The success rate is about 85%. The animal is better in 10 to 15 days.

Liver Neoplasms

Liver Neoplasms

- Large isolated liver tumours often have a low tendency to metastasize to other parts of the body and are conducive to surgical removal.

- Liver tumours can cause various signs such as vomiting, weight loss, appetite loss, lethargy or pale mucous membranes.
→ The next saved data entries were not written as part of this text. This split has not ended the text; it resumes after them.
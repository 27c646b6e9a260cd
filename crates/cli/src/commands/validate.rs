//! `validate` command implementation.

use anyhow::{Context, Result};
use contracts::{IngestionBlueprint, IngestionMode, SourceKind};
use serde::Serialize;
use tracing::info;

use crate::cli::ValidateArgs;

/// Validation result for JSON output
#[derive(Serialize)]
struct ValidationResult {
    valid: bool,
    config_path: String,
    #[serde(skip_serializing_if = "Option::is_none")]
    error: Option<String>,
    #[serde(skip_serializing_if = "Option::is_none")]
    warnings: Option<Vec<String>>,
    #[serde(skip_serializing_if = "Option::is_none")]
    summary: Option<ConfigSummary>,
}

#[derive(Serialize)]
struct ConfigSummary {
    version: String,
    mode: IngestionMode,
    lidar: String,
    #[serde(skip_serializing_if = "Option::is_none")]
    movement_sensor: Option<String>,
    map: String,
}

/// Execute the `validate` command
pub fn run_validate(args: &ValidateArgs) -> Result<()> {
    info!(config = %args.config.display(), "Validating configuration");

    let result = validate_config(args);

    if args.json {
        let json = serde_json::to_string_pretty(&result)
            .context("Failed to serialize validation result")?;
        println!("{}", json);
    } else {
        print_validation_result(&result);
    }

    if result.valid {
        Ok(())
    } else {
        anyhow::bail!("Configuration validation failed")
    }
}

fn validate_config(args: &ValidateArgs) -> ValidationResult {
    let config_path = args.config.display().to_string();

    if !args.config.exists() {
        return ValidationResult {
            valid: false,
            config_path,
            error: Some(format!("File not found: {}", args.config.display())),
            warnings: None,
            summary: None,
        };
    }

    match config_loader::ConfigLoader::load_from_path(&args.config) {
        Ok(blueprint) => {
            let warnings = collect_warnings(&blueprint);
            ValidationResult {
                valid: true,
                config_path,
                error: None,
                warnings: if warnings.is_empty() {
                    None
                } else {
                    Some(warnings)
                },
                summary: Some(ConfigSummary {
                    version: format!("{:?}", blueprint.version),
                    mode: blueprint.session.mode,
                    lidar: blueprint.lidar.name.clone(),
                    movement_sensor: blueprint
                        .movement_sensor
                        .as_ref()
                        .map(|m| m.name.clone()),
                    map: blueprint.engine.map_name.clone(),
                }),
            }
        }
        Err(e) => ValidationResult {
            valid: false,
            config_path,
            error: Some(e.to_string()),
            warnings: None,
            summary: None,
        },
    }
}

/// Collect configuration warnings (non-fatal issues)
fn collect_warnings(blueprint: &IngestionBlueprint) -> Vec<String> {
    let mut warnings = Vec::new();

    if blueprint.movement_sensor.is_none() {
        warnings.push(
            "No movement sensor configured, the engine only receives lidar".to_string(),
        );
    }

    match blueprint.session.mode {
        IngestionMode::Offline => {
            if blueprint.lidar.data_frequency_hz.is_some()
                || blueprint
                    .movement_sensor
                    .as_ref()
                    .is_some_and(|m| m.data_frequency_hz.is_some())
            {
                warnings.push("data_frequency_hz is ignored in offline mode".to_string());
            }
        }
        IngestionMode::Online => {
            if let Some(hz) = blueprint.lidar.data_frequency_hz.filter(|hz| *hz > 0.0) {
                let interval_ms = 1000.0 / hz;
                if blueprint.session.submission_timeout_ms as f64 > interval_ms {
                    warnings.push(format!(
                        "submission_timeout_ms ({}) exceeds the lidar interval \
                         ({interval_ms:.1} ms), a slow engine will stall the loop",
                        blueprint.session.submission_timeout_ms
                    ));
                }
            }
            if blueprint.uses_replay() {
                warnings.push(
                    "Replay readings are dropped on contention in online mode".to_string(),
                );
            }
        }
    }

    if let Some(replay) = &blueprint.replay {
        let records = replay.path.join(sensor_sources::RECORD_FILE);
        if !records.exists() {
            warnings.push(format!(
                "Replay record file not found: {}",
                records.display()
            ));
        }
        if !blueprint.uses_replay() {
            warnings.push(
                "[replay] is set but no stream uses source = \"replay\"".to_string(),
            );
        }
    }

    if let Some(movement) = &blueprint.movement_sensor {
        if movement.source == SourceKind::Mock && blueprint.lidar.source == SourceKind::Replay {
            warnings.push(
                "Replayed lidar with a mock movement sensor, timestamps will not line up"
                    .to_string(),
            );
        }
    }

    warnings
}

fn print_validation_result(result: &ValidationResult) {
    if result.valid {
        println!("✓ Configuration is valid: {}", result.config_path);

        if let Some(ref summary) = result.summary {
            println!("\n  Version: {}", summary.version);
            println!("  Mode: {:?}", summary.mode);
            println!("  Lidar: {}", summary.lidar);
            if let Some(ref movement) = summary.movement_sensor {
                println!("  Movement sensor: {}", movement);
            }
            println!("  Map: {}", summary.map);
        }

        if let Some(ref warnings) = result.warnings {
            println!("\n⚠ Warnings:");
            for warning in warnings {
                println!("  - {}", warning);
            }
        }
    } else {
        println!("✗ Configuration is invalid: {}", result.config_path);
        if let Some(ref error) = result.error {
            println!("\n  Error: {}", error);
        }
    }
}
//! Timed sensor readings - Sensor Source output
//!
//! Every reading carries exactly one immutable [`ReadingTime`]. Readings are created by
//! a source on each poll, consumed once by a submission and then dropped.

use std::fmt;
use std::time::Duration;

use bytes::Bytes;
use serde::{Deserialize, Serialize};

/// Absolute reading timestamp (nanoseconds since the Unix epoch)
///
/// Integer nanoseconds give a total order, so equal timestamps compare equal and
/// the lidar-first tie rule of the offline merge is well defined.
#[derive(Debug, Clone, Copy, Default, PartialEq, Eq, PartialOrd, Ord, Hash, Serialize, Deserialize)]
#[serde(transparent)]
pub struct ReadingTime(i64);

impl ReadingTime {
    /// Unix epoch
    pub const EPOCH: ReadingTime = ReadingTime(0);

    /// From nanoseconds since the epoch
    pub const fn from_nanos(nanos: i64) -> Self {
        Self(nanos)
    }

    /// From milliseconds since the epoch
    pub const fn from_millis(millis: i64) -> Self {
        Self(millis.saturating_mul(1_000_000))
    }

    /// From fractional seconds since the epoch (replay record format)
    pub fn from_secs_f64(secs: f64) -> Self {
        Self((secs * 1e9).round() as i64)
    }

    /// Current wall-clock time
    pub fn now() -> Self {
        let since_epoch = std::time::SystemTime::now()
            .duration_since(std::time::UNIX_EPOCH)
            .unwrap_or_default();
        Self(since_epoch.as_nanos().min(i64::MAX as u128) as i64)
    }

    pub fn as_nanos(&self) -> i64 {
        self.0
    }

    pub fn as_secs_f64(&self) -> f64 {
        self.0 as f64 / 1e9
    }

    /// Elapsed time since `earlier`, zero if `earlier` is later
    pub fn saturating_since(&self, earlier: ReadingTime) -> Duration {
        Duration::from_nanos(self.0.saturating_sub(earlier.0).max(0) as u64)
    }
}

impl fmt::Display for ReadingTime {
    fn fmt(&self, f: &mut fmt::Formatter<'_>) -> fmt::Result {
        write!(f, "{:.9}s", self.as_secs_f64())
    }
}

/// 3D vector
#[derive(Debug, Clone, Copy, Default, PartialEq, Serialize, Deserialize)]
pub struct Vector3 {
    pub x: f64,
    pub y: f64,
    pub z: f64,
}

impl Vector3 {
    pub const fn new(x: f64, y: f64, z: f64) -> Self {
        Self { x, y, z }
    }

    pub fn is_finite(&self) -> bool {
        self.x.is_finite() && self.y.is_finite() && self.z.is_finite()
    }
}

/// Lidar scan
#[derive(Debug, Clone, PartialEq, Serialize, Deserialize)]
pub struct TimedLidarReading {
    /// Opaque scan payload, passed through to the engine untouched
    pub scan: Bytes,

    pub time: ReadingTime,
}

/// IMU sample
#[derive(Debug, Clone, Copy, PartialEq, Serialize, Deserialize)]
pub struct TimedImuReading {
    /// Linear acceleration (m/s²)
    pub linear_acceleration: Vector3,

    /// Angular velocity (rad/s)
    pub angular_velocity: Vector3,

    pub time: ReadingTime,
}

/// 2D geographic position
#[derive(Debug, Clone, Copy, Default, PartialEq, Serialize, Deserialize)]
pub struct GeoPoint {
    /// Latitude (degrees)
    pub latitude: f64,

    /// Longitude (degrees)
    pub longitude: f64,
}

/// Unit quaternion
#[derive(Debug, Clone, Copy, PartialEq, Serialize, Deserialize)]
pub struct Quaternion {
    pub w: f64,
    pub x: f64,
    pub y: f64,
    pub z: f64,
}

impl Default for Quaternion {
    fn default() -> Self {
        Self {
            w: 1.0,
            x: 0.0,
            y: 0.0,
            z: 0.0,
        }
    }
}

/// Orientation vector: axis (ox, oy, oz) plus rotation `theta` (degrees) about it
#[derive(Debug, Clone, Copy, PartialEq, Serialize, Deserialize)]
pub struct OrientationVector {
    pub ox: f64,
    pub oy: f64,
    pub oz: f64,
    pub theta: f64,
}

/// Odometer orientation
#[derive(Debug, Clone, Copy, PartialEq, Serialize, Deserialize)]
#[serde(rename_all = "snake_case")]
pub enum Orientation {
    Quaternion(Quaternion),
    OrientationVector(OrientationVector),
}

impl Orientation {
    pub fn is_finite(&self) -> bool {
        match self {
            Orientation::Quaternion(q) => {
                q.w.is_finite() && q.x.is_finite() && q.y.is_finite() && q.z.is_finite()
            }
            Orientation::OrientationVector(o) => {
                o.ox.is_finite() && o.oy.is_finite() && o.oz.is_finite() && o.theta.is_finite()
            }
        }
    }
}

impl Default for Orientation {
    fn default() -> Self {
        Orientation::Quaternion(Quaternion::default())
    }
}

/// Odometry sample
#[derive(Debug, Clone, Copy, PartialEq, Serialize, Deserialize)]
pub struct TimedOdometerReading {
    pub position: GeoPoint,
    pub orientation: Orientation,
    pub time: ReadingTime,
}

/// What a movement sensor can report
#[derive(Debug, Clone, Copy, Default, PartialEq, Eq, Hash, Serialize, Deserialize)]
pub struct MovementCapabilities {
    pub imu_supported: bool,
    pub odometer_supported: bool,
}

impl MovementCapabilities {
    pub const IMU_ONLY: Self = Self {
        imu_supported: true,
        odometer_supported: false,
    };

    pub const ODOMETER_ONLY: Self = Self {
        imu_supported: false,
        odometer_supported: true,
    };

    pub const BOTH: Self = Self {
        imu_supported: true,
        odometer_supported: true,
    };

    /// True if the sensor reports nothing usable
    pub fn is_empty(&self) -> bool {
        !self.imu_supported && !self.odometer_supported
    }
}

/// Movement sensor bundle: optional IMU and/or odometer sub-readings
#[derive(Debug, Clone, Copy, PartialEq, Serialize, Deserialize)]
pub struct TimedMovementSensorReading {
    pub capabilities: MovementCapabilities,
    pub imu: Option<TimedImuReading>,
    pub odometer: Option<TimedOdometerReading>,
}

impl TimedMovementSensorReading {
    /// Bundle holding only an IMU sample
    pub fn imu(reading: TimedImuReading) -> Self {
        Self {
            capabilities: MovementCapabilities::IMU_ONLY,
            imu: Some(reading),
            odometer: None,
        }
    }

    /// Bundle holding only an odometer sample
    pub fn odometer(reading: TimedOdometerReading) -> Self {
        Self {
            capabilities: MovementCapabilities::ODOMETER_ONLY,
            imu: None,
            odometer: Some(reading),
        }
    }

    /// Merge timestamp of the bundle
    ///
    /// The IMU sub-reading wins when both are present. `None` means the bundle
    /// carries no sub-reading at all.
    pub fn reading_time(&self) -> Option<ReadingTime> {
        self.imu
            .map(|imu| imu.time)
            .or_else(|| self.odometer.map(|odometer| odometer.time))
    }
}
- The prognosis in operated animals is good when the tumour is unique and delimited and can be completely removed.

Tumour types

Metastatic tumours are those that spread from an initial tumour elsewhere in the body:

  • For example, a dog with a spleen tumour that has spread to the liver.
  • Metastatic liver tumours are usually multiple.
  • If your animal has multiple liver masses, these may be benign nodules with a good prognosis that do not need to be removed.

Primary liver tumours originate in liver tissue.

  • The most common primary tumour is hepatocellular carcinoma.
  • These tumours do not usually spread, but invade liver tissue.

Clinical signs

  • Vomiting.
  • Loss of appetite.
  • Weight loss.
  • At first, there may be no signs, but your veterinarian may discover the tumour on ultrasound or x-ray for another reason.

Diagnostic tests

  • A blood count and blood biochemistry are performed to check the proper functioning of the internal organs.
  • Urine tests.
  • Chest x-rays.
  • Abdominal ultrasound.
  • Abdominal scanners.
  • A fine needle biopsy of the mass is sometimes recommended.

Metastatic liver tumours

  • A diagnosis of cancer can only be made definitively after biopsy and histopathological analysis.
  • If there are no signs of a primary tumour in the body and multiple nodules are present in the faith, a minimally invasive ultrasound biopsy is performed. This allows the animal to return home quickly. This biopsy confirms or disproves the cancer hypothesis.

Primary Liver Neoplasms

  • Surgery may be recommended in this case, especially for benign tumours or cancerous tumours if there is no evidence of metastatic progression.
  • More than half of the liver can be safely removed if necessary, and the liver will regenerate.
  • The tumour is removed through an incision in the abdomen (laparotomy).

Primary liver tumour

Exceptionally, it may be necessary to extend the incision to the thorax (sternotomy).

Post-operative care

  • Your pet is cared for, post-operative pain control is managed as needed with morphine. Fluid therapy is put in place to keep your pet hydrated.
  • Antibiotics are given before and during the procedure.
  • In your home, medication will be prescribed for a few days.
  • The activity is limited during 3 weeks after surgery if an incision of the abdominal wall has been made, 6 weeks in case of sternotomy.
  • You should monitor your pet's breathing and the colour of its mucous membranes, which should be pink.
  • Watch for signs of infection.
  • Prevent him from licking the wound (a T-shirt may be a good solution).
  • Specific treatment of the tumour type may be recommended based on the results of the analysis. It is not necessary for hepatocellular carcinomas.

Possible Complications

- As with any surgery, complications can occur. Although rare, death during anaesthesia may occur. The use of modern anaesthetic protocols and monitoring equipment (ECG, pulse oximetry) minimises the risk.

- Infection is an uncommon complication.

- When a seroma (accumulation of fluid under the wound) forms, it disappears in 3 to 4 weeks.

- Internal bleeding is rare.

- Tumour metastases, depending on tumour type and progression.